My birthday was more often forgotten and when it was remembered, it was remembered at the key birthdays to tell me how old I was getting. I saw (and see) the wrinkles etching my face. While I never felt old (still don’t), the numbers tell the truth. In the craziness of giving to everyone else, I was often the person whose birthday or key days got lost which made me feel like I did not matter except as a mom sometimes. I always figured the day would come and the children would grow up and that Phil would see me again and want just time for the two of us. See, we were great friends. We were the unit that stood strong together and Phil and I were one deep. It was simply the two of us. I figured the day would come when he would give me bells and whistles in terms of trips just the two of us. I thought one day he would stop chasing his youth and seeing me as old. I thought one day he would realize it hurt me every time he blew off the key days or he made everyone else a priority other than me.

That day came when he finally remembered my birthday, yet he was not alive to see the gut-wrenching reaction I still have. I did not want him to deploy and he did not have to deploy. While I do believe that if it is a person’s time to go, it is their time to go regardless of geographical location, I never, never could imagine a fate worse than the one he met. He chose to deploy on his quest to get ahead, for job stability, to mentor cadets and his children, and to prove his vitality to the military. He had his eyes and teeth fixed just before the deployment and he went on an extreme health kick. At the same time, he was a full time student, working full time, and trying to spend as much time as he could with the youngest child (because the youngest wanted the mentorship). There was no room for me. I was patient and the day came about four months into the deployment when Phil wanted to work on us and to work on the relationship minus children. In earnest, he began to pursue me again. He promised things would be different. Damn you, Phil, for waiting so long. When his things came home, 20 unwritten cards came home with it (the miss you/love you cards). More than that, he had been working on surprises for my 50th birthday–jewelry, scarves, trinkets). He was going to hit it out of the ballpark and he never got the opportunity.

So, here I am…weeks away from the next pivotal birthday and I feel beaten. Listen, Phil….I am cranky at myself for never speaking up. I should have. I knew you loved me, but I deserved to be shown once in awhile. I deserved to be priority one once in awhile. Granted, I will tell you I fell short every day, but why in the heck did we wait so long to enjoy the station of life we had finally achieved? Why did I make it so damn easy for you to make me a last priority? Why didn’t I feel like I could speak up?  Why did I let you make me feel old?  The onus is on me. I own my feelings, but I let 23 years slide by allowing your star to shine and for you to do what you needed to do. I do not think it was a bad thing, but I was more than a homemaker and more than a good mother. I was your best cheerleader, your foil, your helpmate.

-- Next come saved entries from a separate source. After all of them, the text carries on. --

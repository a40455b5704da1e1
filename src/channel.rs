use std::sync::Arc;

use tracing::debug;

use crate::{
    error::{Result, TransportError},
    session::SessionManager,
    target::ConnectionTarget,
    transport::{Session, TransferChannel},
};

/// Decides whether a failed channel open was an artifact of a stale session
/// and deserves one retry on a fresh one.
pub type StalePredicate = Arc<dyn Fn(&dyn Session, &TransportError) -> bool + Send + Sync>;

/// Exit status a channel reports when it never got as far as running.
pub const UNSTARTED_EXIT_STATUS: i32 = -1;

pub fn default_stale_predicate() -> StalePredicate {
    Arc::new(|session: &dyn Session, err: &TransportError| {
        if !session.is_connected() {
            return true;
        }
        matches!(
            err,
            TransportError::Channel { exit_status: Some(status), .. }
                if *status != UNSTARTED_EXIT_STATUS
        )
    })
}

#[derive(Clone)]
pub struct ChannelFactory {
    sessions: Arc<SessionManager>,
}

impl ChannelFactory {
    pub fn new(sessions: Arc<SessionManager>) -> Self {
        ChannelFactory { sessions }
    }

    pub fn sessions(&self) -> &Arc<SessionManager> {
        &self.sessions
    }

    /// Opens a transfer channel, on `session` if given, otherwise on a new one.
    /// A session the factory created itself is disconnected again if the channel can't be opened.
    pub async fn create_channel(
        &self,
        target: &ConnectionTarget,
        session: Option<Arc<dyn Session>>,
    ) -> Result<(Box<dyn TransferChannel>, Arc<dyn Session>)> {
        let (session, owned) = match session {
            Some(session) => (session, false),
            None => (self.sessions.connected_session(target).await?, true),
        };

        match session.open_transfer_channel(self.sessions.timeout()).await {
            Ok(channel) => Ok((channel, session)),
            Err(err) => {
                debug!(host = %target.host, owned, error = %err, "transfer channel open failed");
                if owned {
                    session.disconnect().await;
                }
                Err(err)
            }
        }
    }
}
use std::{
    path::{Path, PathBuf},
    sync::Arc,
    time::Duration,
};

use tempfile::TempDir;
use tracing::{debug, info, warn};

use crate::{
    channel::ChannelFactory,
    config::TransportConfig,
    error::{Result, TransportError},
    executor::{CommandExecutor, OutputLog, RemoteRunner},
    monitor::{ExecutionMonitor, Unmonitored},
    session::SessionManager,
    settings::{CredentialDecryptor, RemoteExecSettings},
    target::ConnectionTarget,
    transfer,
    transport::{Session, SshTransport, TransferChannel},
};

#[derive(Debug, Clone, PartialEq, Eq)]
pub struct ExecutionReport<T> {
    pub value: T,
    pub command: String,
    pub exit_code: i32,
}

/// Upload an input file, run the configured command on it, fetch the output
/// file and remove both remote files again.
pub struct RemoteExecution {
    settings: RemoteExecSettings,
    target: ConnectionTarget,
    channels: ChannelFactory,
    log: Arc<OutputLog>,
    command_timeout: Option<Duration>,
}

impl RemoteExecution {
    pub fn new(
        settings: RemoteExecSettings,
        decryptor: &dyn CredentialDecryptor,
        transport: Arc<dyn SshTransport>,
    ) -> Result<Self> {
        settings.validate()?;
        let target = settings.connection_target(decryptor)?;
        let sessions = SessionManager::new(transport).with_timeout(settings.connect_timeout());
        Ok(RemoteExecution {
            settings,
            target,
            channels: ChannelFactory::new(Arc::new(sessions)),
            log: Arc::new(OutputLog::default()),
            command_timeout: None,
        })
    }

    pub fn with_log(mut self, log: Arc<OutputLog>) -> Self {
        self.log = log;
        self
    }

    pub fn with_command_timeout(mut self, timeout: Option<Duration>) -> Self {
        self.command_timeout = timeout;
        self
    }

    /// Applies the process-wide output capacity and command timeout. The
    /// process-wide connect timeout is used when the settings leave it at zero.
    pub fn configure(mut self, config: &TransportConfig) -> Self {
        if let (None, Some(timeout)) = (self.settings.connect_timeout(), config.connect_timeout()) {
            let transport = self.channels.sessions().transport().clone();
            let sessions = SessionManager::new(transport).with_timeout(Some(timeout));
            self.channels = ChannelFactory::new(Arc::new(sessions));
        }
        self.with_log(Arc::new(config.output_log()))
            .with_command_timeout(config.command_timeout())
    }

    pub fn log(&self) -> &Arc<OutputLog> {
        &self.log
    }

    pub fn command(&self) -> String {
        self.settings.expanded_command()
    }

    /// Runs the whole sequence and hands the downloaded output file to `parse`.
    /// The remote input and output files are deleted afterwards whatever the outcome.
    pub async fn run<T, F>(
        &self,
        local_input: &Path,
        monitor: &dyn ExecutionMonitor,
        parse: F,
    ) -> Result<ExecutionReport<T>>
    where
        F: FnOnce(&Path) -> Result<T>,
    {
        monitor.check_canceled()?;
        let command = self.command();
        let session = self.channels.sessions().connected_session(&self.target).await?;

        let staged = self.stage_run_fetch(&session, &command, local_input, monitor).await;
        let parsed = match staged {
            Ok((_dir, local_output, exit_code)) => {
                parse(&local_output).map(|value| (value, exit_code))
            }
            Err(err) => Err(err),
        };

        self.cleanup(&session).await;
        session.disconnect().await;

        let (value, exit_code) = parsed?;
        info!(host = %self.target.host, command = %command, "remote execution finished");
        Ok(ExecutionReport {
            value,
            command,
            exit_code,
        })
    }

    async fn stage_run_fetch(
        &self,
        session: &Arc<dyn Session>,
        command: &str,
        local_input: &Path,
        monitor: &dyn ExecutionMonitor,
    ) -> Result<(TempDir, PathBuf, i32)> {
        let remote_input = &self.settings.remote_input_file;
        let remote_output = &self.settings.remote_output_file;

        let mut channel = self.channel_on(session).await?;
        let uploaded = transfer::upload(channel.as_mut(), local_input, remote_input, monitor).await;
        channel.disconnect().await;
        uploaded?;
        monitor.report_progress("input staged");

        let executor = CommandExecutor::new(RemoteRunner::new(session.clone()))
            .with_log(self.log.clone())
            .with_timeout(self.command_timeout);
        let exit_code = executor.execute(command, monitor).await?;
        monitor.report_progress("command finished");

        let dir = tempfile::tempdir()?;
        let local_output = dir.path().join(file_name(remote_output));
        let mut channel = self.channel_on(session).await?;
        let downloaded =
            transfer::download(channel.as_mut(), remote_output, &local_output, monitor).await;
        channel.disconnect().await;
        downloaded?;
        monitor.report_progress("output fetched");

        Ok((dir, local_output, exit_code))
    }

    async fn channel_on(&self, session: &Arc<dyn Session>) -> Result<Box<dyn TransferChannel>> {
        let (channel, _) = self.channels.create_channel(&self.target, Some(session.clone())).await?;
        Ok(channel)
    }

    async fn cleanup(&self, session: &Arc<dyn Session>) {
        let mut channel = match self.channel_on(session).await {
            Ok(channel) => channel,
            Err(err) => {
                warn!(
                    host = %self.target.host,
                    error = %err,
                    "could not open channel to remove remote files"
                );
                return;
            }
        };
        for path in [&self.settings.remote_input_file, &self.settings.remote_output_file] {
            match transfer::delete(channel.as_mut(), path, &Unmonitored).await {
                Ok(()) => debug!(path = %path, "removed remote file"),
                Err(TransportError::NoSuchFile(_)) => {}
                Err(err) => warn!(path = %path, error = %err, "could not remove remote file"),
            }
        }
        channel.disconnect().await;
    }
}

fn file_name(remote: &str) -> String {
    remote
        .trim_end_matches('/')
        .rsplit('/')
        .next()
        .filter(|name| !name.is_empty())
        .unwrap_or("output")
        .to_string()
}
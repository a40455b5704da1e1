use std::{
    collections::VecDeque,
    sync::{Arc, Mutex},
    time::Duration,
};

use async_trait::async_trait;
use tokio::{
    sync::broadcast,
    time::{Instant, MissedTickBehavior},
};
use tracing::{debug, info, warn};

use crate::{
    error::{Result, TransportError},
    monitor::ExecutionMonitor,
    transport::{CommandChannel, CommandEvent, Session},
};

pub const DEFAULT_LINE_CAPACITY: usize = 500;
const SUBSCRIBER_BACKLOG: usize = 1024;
pub const CANCEL_POLL_INTERVAL: Duration = Duration::from_millis(100);

#[derive(Debug, Clone, Copy, PartialEq, Eq)]
pub enum OutputStream {
    Stdout,
    Stderr,
}

#[derive(Debug, Clone, PartialEq, Eq)]
pub struct OutputLine {
    pub stream: OutputStream,
    pub text: String,
}

/// Keeps the most recent `capacity` lines, dropping the oldest first.
#[derive(Debug, Clone)]
pub struct LineBuffer {
    lines: VecDeque<String>,
    capacity: usize,
}

impl LineBuffer {
    pub fn new(capacity: usize) -> Self {
        LineBuffer {
            lines: VecDeque::with_capacity(capacity.min(DEFAULT_LINE_CAPACITY)),
            capacity,
        }
    }

    pub fn push(&mut self, line: String) {
        if self.capacity == 0 {
            return;
        }
        if self.lines.len() == self.capacity {
            self.lines.pop_front();
        }
        self.lines.push_back(line);
    }

    pub fn len(&self) -> usize {
        self.lines.len()
    }

    pub fn is_empty(&self) -> bool {
        self.lines.is_empty()
    }

    pub fn to_vec(&self) -> Vec<String> {
        self.lines.iter().cloned().collect()
    }
}

/// Output of one finished (or aborted) run.
#[derive(Debug, Clone, Default, PartialEq, Eq)]
pub struct CapturedOutput {
    pub command: String,
    pub stdout: Vec<String>,
    pub stderr: Vec<String>,
    pub exit_code: Option<i32>,
}

/// Live and retained command output. Successful and failed runs are kept apart.
pub struct OutputLog {
    sender: broadcast::Sender<OutputLine>,
    capacity: usize,
    last_success: Mutex<Option<CapturedOutput>>,
    last_failure: Mutex<Option<CapturedOutput>>,
}

impl Default for OutputLog {
    fn default() -> Self {
        OutputLog::new(DEFAULT_LINE_CAPACITY)
    }
}

impl OutputLog {
    pub fn new(capacity: usize) -> Self {
        let (sender, _) = broadcast::channel(SUBSCRIBER_BACKLOG);
        OutputLog {
            sender,
            capacity,
            last_success: Mutex::new(None),
            last_failure: Mutex::new(None),
        }
    }

    /// A receiver for lines as they arrive. A subscriber that falls behind
    /// skips lines instead of stalling the command.
    pub fn subscribe(&self) -> broadcast::Receiver<OutputLine> {
        self.sender.subscribe()
    }

    pub fn last_success(&self) -> Option<CapturedOutput> {
        lock(&self.last_success).clone()
    }

    pub fn last_failure(&self) -> Option<CapturedOutput> {
        lock(&self.last_failure).clone()
    }

    fn publish(&self, line: OutputLine) {
        // no subscribers is fine
        let _ = self.sender.send(line);
    }

    fn record(&self, output: CapturedOutput, succeeded: bool) {
        let slot = if succeeded { &self.last_success } else { &self.last_failure };
        *lock(slot) = Some(output);
    }
}

fn lock<T>(mutex: &Mutex<T>) -> std::sync::MutexGuard<'_, T> {
    mutex.lock().unwrap_or_else(|poisoned| poisoned.into_inner())
}

/// Starts a command somewhere, local or remote.
#[async_trait]
pub trait CommandRunner: Send + Sync {
    /// The command line reported for `command` in logs and captured output.
    fn command_line(&self, command: &str) -> String;

    async fn spawn(&self, command: &str) -> Result<Box<dyn CommandChannel>>;
}

/// Runs commands on a command channel of an existing session.
pub struct RemoteRunner {
    session: Arc<dyn Session>,
}

impl RemoteRunner {
    pub fn new(session: Arc<dyn Session>) -> Self {
        RemoteRunner { session }
    }
}

#[async_trait]
impl CommandRunner for RemoteRunner {
    fn command_line(&self, command: &str) -> String {
        command.to_string()
    }

    async fn spawn(&self, command: &str) -> Result<Box<dyn CommandChannel>> {
        self.session.open_command_channel(command).await
    }
}

pub struct CommandExecutor<R> {
    runner: R,
    log: Arc<OutputLog>,
    timeout: Option<Duration>,
}

impl<R: CommandRunner> CommandExecutor<R> {
    pub fn new(runner: R) -> Self {
        CommandExecutor {
            runner,
            log: Arc::new(OutputLog::default()),
            timeout: None,
        }
    }

    pub fn with_log(mut self, log: Arc<OutputLog>) -> Self {
        self.log = log;
        self
    }

    /// `None` or zero means no limit.
    pub fn with_timeout(mut self, timeout: Option<Duration>) -> Self {
        self.timeout = timeout.filter(|timeout| !timeout.is_zero());
        self
    }

    pub fn log(&self) -> &Arc<OutputLog> {
        &self.log
    }

    /// Runs `command` to completion and returns its exit code (always zero,
    /// a non-zero exit is reported as [`TransportError::CommandFailed`]).
    pub async fn execute(&self, command: &str, monitor: &dyn ExecutionMonitor) -> Result<i32> {
        let command_line = self.runner.command_line(command);
        let mut capture = Capture::new(&self.log, command_line.clone());
        info!(command = %command_line, "executing command");

        let result = match self.drive(command, monitor, &mut capture).await {
            Ok(0) => Ok(0),
            Ok(exit_code) => Err(TransportError::CommandFailed { exit_code }),
            Err(err) => Err(err),
        };

        let exit_code = match &result {
            Ok(code) => Some(*code),
            Err(TransportError::CommandFailed { exit_code }) => Some(*exit_code),
            Err(_) => None,
        };
        let output = capture.finish(exit_code);
        match &result {
            Ok(_) => debug!(command = %command_line, "command succeeded"),
            Err(err) => warn!(command = %command_line, error = %err, "command failed"),
        }
        self.log.record(output, result.is_ok());
        result
    }

    async fn drive(
        &self,
        command: &str,
        monitor: &dyn ExecutionMonitor,
        capture: &mut Capture<'_>,
    ) -> Result<i32> {
        monitor.check_canceled()?;
        let deadline = self.timeout.map(|timeout| (Instant::now() + timeout, timeout));

        let mut channel = match deadline {
            Some((at, timeout)) => tokio::time::timeout_at(at, self.runner.spawn(command))
                .await
                .map_err(|_| TransportError::Timeout(timeout))??,
            None => self.runner.spawn(command).await?,
        };
        let result = pump(channel.as_mut(), monitor, capture, deadline).await;
        channel.close().await;
        result
    }
}

/// Feeds channel events into `capture` until the channel ends, re-checking
/// the monitor at least every [`CANCEL_POLL_INTERVAL`] while the command is silent.
async fn pump(
    channel: &mut dyn CommandChannel,
    monitor: &dyn ExecutionMonitor,
    capture: &mut Capture<'_>,
    deadline: Option<(Instant, Duration)>,
) -> Result<i32> {
    let mut poll = tokio::time::interval(CANCEL_POLL_INTERVAL);
    poll.set_missed_tick_behavior(MissedTickBehavior::Delay);
    let mut exit_code = None;

    loop {
        monitor.check_canceled()?;
        tokio::select! {
            event = channel.next_event() => match event {
                Some(CommandEvent::Stdout(data)) => capture.feed(OutputStream::Stdout, &data),
                Some(CommandEvent::Stderr(data)) => capture.feed(OutputStream::Stderr, &data),
                Some(CommandEvent::Exit(code)) => exit_code = Some(code),
                None => break,
            },
            _ = poll.tick() => {}
            timeout = expiry(deadline) => return Err(TransportError::Timeout(timeout)),
        }
    }

    // a channel that closes without reporting a status never ran properly
    Ok(exit_code.unwrap_or(-1))
}

async fn expiry(deadline: Option<(Instant, Duration)>) -> Duration {
    match deadline {
        Some((at, timeout)) => {
            tokio::time::sleep_until(at).await;
            timeout
        }
        None => std::future::pending().await,
    }
}

struct Capture<'a> {
    log: &'a OutputLog,
    command: String,
    stdout: StreamCapture,
    stderr: StreamCapture,
}

impl<'a> Capture<'a> {
    fn new(log: &'a OutputLog, command: String) -> Self {
        Capture {
            log,
            command,
            stdout: StreamCapture::new(log.capacity),
            stderr: StreamCapture::new(log.capacity),
        }
    }

    fn feed(&mut self, stream: OutputStream, data: &[u8]) {
        let target = match stream {
            OutputStream::Stdout => &mut self.stdout,
            OutputStream::Stderr => &mut self.stderr,
        };
        for text in target.feed(data) {
            self.log.publish(OutputLine { stream, text });
        }
    }

    fn finish(mut self, exit_code: Option<i32>) -> CapturedOutput {
        if let Some(text) = self.stdout.flush() {
            self.log.publish(OutputLine {
                stream: OutputStream::Stdout,
                text,
            });
        }
        if let Some(text) = self.stderr.flush() {
            self.log.publish(OutputLine {
                stream: OutputStream::Stderr,
                text,
            });
        }
        CapturedOutput {
            command: self.command,
            stdout: self.stdout.lines.to_vec(),
            stderr: self.stderr.lines.to_vec(),
            exit_code,
        }
    }
}

/// Splits a byte stream into lines, holding back an unterminated tail.
struct StreamCapture {
    pending: Vec<u8>,
    lines: LineBuffer,
}

impl StreamCapture {
    fn new(capacity: usize) -> Self {
        StreamCapture {
            pending: Vec::new(),
            lines: LineBuffer::new(capacity),
        }
    }

    fn feed(&mut self, data: &[u8]) -> Vec<String> {
        self.pending.extend_from_slice(data);
        let mut complete = Vec::new();
        while let Some(index) = self.pending.iter().position(|byte| *byte == b'\n') {
            let line: Vec<u8> = self.pending.drain(..=index).collect();
            complete.push(self.take_line(&line[..line.len() - 1]));
        }
        complete
    }

    fn flush(&mut self) -> Option<String> {
        if self.pending.is_empty() {
            return None;
        }
        let line = std::mem::take(&mut self.pending);
        Some(self.take_line(&line))
    }

    fn take_line(&mut self, raw: &[u8]) -> String {
        let raw = raw.strip_suffix(b"\r").unwrap_or(raw);
        let text = String::from_utf8_lossy(raw).into_owned();
        self.lines.push(text.clone());
        text
    }
}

I am tired and feel like less. I don’t feel lovable today. I have never been angry at you, Phil, but I am this week. Listen, I know your eyes lit up when I walked into a room and I know we were truly the best of friends, but I also wanted your undivided attention at times. I wanted to feel special. I wanted to feel like I was worth celebrating once in awhile. If you were alive, I know we would have figured it out because even you recognized we needed one on one time once you deployed. That Venice trip that was your idea?  You had so many grand slam ideas and gestures you never got to see. I wish you would have. I wish we hadn’t waited so damn long. I wish you could see how much I have changed. I no longer can wait when I care about people. I no longer stand mute in the shadows. You deserved the Linda I changed into. You deserved more.